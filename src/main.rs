use anyhow::Result;
use tracing::info;

use language_service::config::Config;
use language_service::language::{LanguageManager, LanguageStore};
use language_service::server;

#[tokio::main]
async fn main() -> Result<()> {
    // Load .env file (ignored in production)
    let _ = dotenvy::dotenv();

    // Initialize logging
    tracing_subscriber::fmt()
        .with_env_filter(
            tracing_subscriber::EnvFilter::from_default_env()
                .add_directive("language_service=info".parse()?),
        )
        .init();

    info!("Starting language service");

    // Load configuration from environment
    let config = Config::from_env()?;

    // Wire the layers explicitly: store -> manager -> router
    let store = LanguageStore::seeded();
    let manager = LanguageManager::new(store);
    let app = server::router(manager);

    let addr = format!("{}:{}", config.host, config.port);
    let listener = tokio::net::TcpListener::bind(&addr).await?;
    info!("Listening on {addr}");
    axum::serve(listener, app).await?;

    Ok(())
}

■ **Prompt**:
Your answer should repeat every entry exactly.

■ **Solution to this exercise**:
filename src/main.rs
use anyhow::Result;
use tracing::info;

use language_service::config::Config;
use language_service::language::{LanguageManager, LanguageStore};
use language_service::server;

#[tokio::main]
async fn main() -> Result<()> {
    // Load .env file (ignored in production)
    let _ = dotenvy::dotenv();

    // Initialize logging
    tracing_subscriber::fmt()
        .with_env_filter(
            tracing_subscriber::EnvFilter::from_default_env()
                .add_directive("language_service=info".parse()?),
        )
        .init();

    info!("Starting language service");

    // Load configuration from environment
    let config = Config::from_env()?;

    // Wire the layers explicitly: store -> manager -> router
    let store = LanguageStore::seeded();
    let manager = LanguageManager::new(store);
    let app = server::router(manager);

    let addr = format!("{}:{}", config.host, config.port);
    let listener = tokio::net::TcpListener::bind(&addr).await?;
    info!("Listening on {addr}");
    axum::serve(listener, app).await?;

    Ok(())
}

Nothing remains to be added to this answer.